Goal of the exercise
Write out the records below once more, exactly and completely.

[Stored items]

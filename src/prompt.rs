use std::path::Path;

use anyhow::Context;
use anyhow::Result;

use crate::diff::CollectedDiff;

/// Template shipped with the binary.
pub const BUNDLED_TEMPLATE: &str = include_str!("../resources/prompts/pr-draft.txt");

/// Read the prompt template at `path`, or the bundled one when `None`.
pub fn load_template(path: Option<&Path>) -> Result<String> {
    match path {
        Some(path) => std::fs::read_to_string(path)
            .with_context(|| format!("Prompt file not found at {}", path.display())),
        None => Ok(BUNDLED_TEMPLATE.to_string()),
    }
}

/// Combine the template with the change description and the collected diff.
pub fn compose_prompt(template: &str, description: &str, diff: &CollectedDiff) -> String {
    format!(
        "{}\n\
         Description of the change:\n\
         {}\n\
         \n\
         Git diff for my changes:\n\
         {}\n\
         \n\
         Content of untracked files:\n\
         {}\n",
        template.trim_end(),
        description,
        diff.diff,
        diff.untracked
    )
}
use std::path::PathBuf;

use anyhow::Result;
use anyhow::bail;

pub const DEFAULT_OPENAI_MODEL: &str = "gpt-4o";
pub const DEFAULT_OPENAI_BASE_URL: &str = "https://api.openai.com/v1";
pub const DEFAULT_EDITOR: &str = "vi";
pub const DEFAULT_BRANCH: &str = "main";

/// Process-wide settings, read from the environment once at startup.
#[derive(Debug, Clone)]
pub struct Config {
    pub openai_api_key: Option<String>,
    pub openai_model: String,
    pub openai_base_url: String,
    pub github_token: Option<String>,
    pub bitbucket_username: Option<String>,
    pub bitbucket_app_password: Option<String>,
    /// Editor used to amend suggestions
    pub editor: String,
    /// Branch that new work is branched from, and the fallback PR base
    pub default_branch: String,
    /// Prompt template overriding the bundled one
    pub prompt_file: Option<PathBuf>,
}

impl Config {
    /// Load config from the process environment
    pub fn from_env() -> Self {
        Self::from_lookup(|key| std::env::var(key).ok())
    }

    /// Build config from an arbitrary variable lookup. Empty values are
    /// treated as unset.
    pub fn from_lookup(lookup: impl Fn(&str) -> Option<String>) -> Self {
        let get = |key: &str| lookup(key).filter(|value| !value.trim().is_empty());

        Self {
            openai_api_key: get("OPENAI_API_KEY"),
            openai_model: get("OPENAI_MODEL").unwrap_or_else(|| DEFAULT_OPENAI_MODEL.to_string()),
            openai_base_url: get("OPENAI_BASE_URL")
                .unwrap_or_else(|| DEFAULT_OPENAI_BASE_URL.to_string()),
            github_token: get("GITHUB_TOKEN"),
            bitbucket_username: get("BITBUCKET_USERNAME"),
            bitbucket_app_password: get("BITBUCKET_APP_PASSWORD"),
            editor: get("EDITOR").unwrap_or_else(|| DEFAULT_EDITOR.to_string()),
            default_branch: get("PRDRAFT_DEFAULT_BRANCH")
                .unwrap_or_else(|| DEFAULT_BRANCH.to_string()),
            prompt_file: get("PRDRAFT_PROMPT_FILE").map(PathBuf::from),
        }
    }

    /// Check settings every run needs, regardless of hosting provider.
    pub fn validate(&self) -> Result<()> {
        if self.openai_api_key.is_none() {
            bail!("OPENAI_API_KEY environment variable is not set.");
        }
        Ok(())
    }

    /// Fully populated config for tests
    #[cfg(test)]
    pub fn for_tests() -> Self {
        Self {
            openai_api_key: Some("sk-test".to_string()),
            openai_model: DEFAULT_OPENAI_MODEL.to_string(),
            openai_base_url: "https://llm.test/v1".to_string(),
            github_token: Some("ghp_test".to_string()),
            bitbucket_username: Some("bb-user".to_string()),
            bitbucket_app_password: Some("bb-pass".to_string()),
            editor: DEFAULT_EDITOR.to_string(),
            default_branch: DEFAULT_BRANCH.to_string(),
            prompt_file: None,
        }
    }
}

Expected answer
filename src/prompt.rs
use std::path::Path;

use anyhow::Context;
use anyhow::Result;

use crate::diff::CollectedDiff;

/// Template shipped with the binary.
pub const BUNDLED_TEMPLATE: &str = include_str!("../resources/prompts/pr-draft.txt");

/// Read the prompt template at `path`, or the bundled one when `None`.
pub fn load_template(path: Option<&Path>) -> Result<String> {
    match path {
        Some(path) => std::fs::read_to_string(path)
            .with_context(|| format!("Prompt file not found at {}", path.display())),
        None => Ok(BUNDLED_TEMPLATE.to_string()),
    }
}

/// Combine the template with the change description and the collected diff.
pub fn compose_prompt(template: &str, description: &str, diff: &CollectedDiff) -> String {
    format!(
        "{}\n\
         Description of the change:\n\
         {}\n\
         \n\
         Git diff for my changes:\n\
         {}\n\
         \n\
         Content of untracked files:\n\
         {}\n",
        template.trim_end(),
        description,
        diff.diff,
        diff.untracked
    )
}
use std::path::PathBuf;

use anyhow::Result;
use anyhow::bail;

pub const DEFAULT_OPENAI_MODEL: &str = "gpt-4o";
pub const DEFAULT_OPENAI_BASE_URL: &str = "https://api.openai.com/v1";
pub const DEFAULT_EDITOR: &str = "vi";
pub const DEFAULT_BRANCH: &str = "main";

/// Process-wide settings, read from the environment once at startup.
#[derive(Debug, Clone)]
pub struct Config {
    pub openai_api_key: Option<String>,
    pub openai_model: String,
    pub openai_base_url: String,
    pub github_token: Option<String>,
    pub bitbucket_username: Option<String>,
    pub bitbucket_app_password: Option<String>,
    /// Editor used to amend suggestions
    pub editor: String,
    /// Branch that new work is branched from, and the fallback PR base
    pub default_branch: String,
    /// Prompt template overriding the bundled one
    pub prompt_file: Option<PathBuf>,
}

impl Config {
    /// Load config from the process environment
    pub fn from_env() -> Self {
        Self::from_lookup(|key| std::env::var(key).ok())
    }

    /// Build config from an arbitrary variable lookup. Empty values are
    /// treated as unset.
    pub fn from_lookup(lookup: impl Fn(&str) -> Option<String>) -> Self {
        let get = |key: &str| lookup(key).filter(|value| !value.trim().is_empty());

        Self {
            openai_api_key: get("OPENAI_API_KEY"),
            openai_model: get("OPENAI_MODEL").unwrap_or_else(|| DEFAULT_OPENAI_MODEL.to_string()),
            openai_base_url: get("OPENAI_BASE_URL")
                .unwrap_or_else(|| DEFAULT_OPENAI_BASE_URL.to_string()),
            github_token: get("GITHUB_TOKEN"),
            bitbucket_username: get("BITBUCKET_USERNAME"),
            bitbucket_app_password: get("BITBUCKET_APP_PASSWORD"),
            editor: get("EDITOR").unwrap_or_else(|| DEFAULT_EDITOR.to_string()),
            default_branch: get("PRDRAFT_DEFAULT_BRANCH")
                .unwrap_or_else(|| DEFAULT_BRANCH.to_string()),
            prompt_file: get("PRDRAFT_PROMPT_FILE").map(PathBuf::from),
        }
    }

    /// Check settings every run needs, regardless of hosting provider.
    pub fn validate(&self) -> Result<()> {
        if self.openai_api_key.is_none() {
            bail!("OPENAI_API_KEY environment variable is not set.");
        }
        Ok(())
    }

    /// Fully populated config for tests
    #[cfg(test)]
    pub fn for_tests() -> Self {
        Self {
            openai_api_key: Some("sk-test".to_string()),
            openai_model: DEFAULT_OPENAI_MODEL.to_string(),
            openai_base_url: "https://llm.test/v1".to_string(),
            github_token: Some("ghp_test".to_string()),
            bitbucket_username: Some("bb-user".to_string()),
            bitbucket_app_password: Some("bb-pass".to_string()),
            editor: DEFAULT_EDITOR.to_string(),
            default_branch: DEFAULT_BRANCH.to_string(),
            prompt_file: None,
        }
    }
}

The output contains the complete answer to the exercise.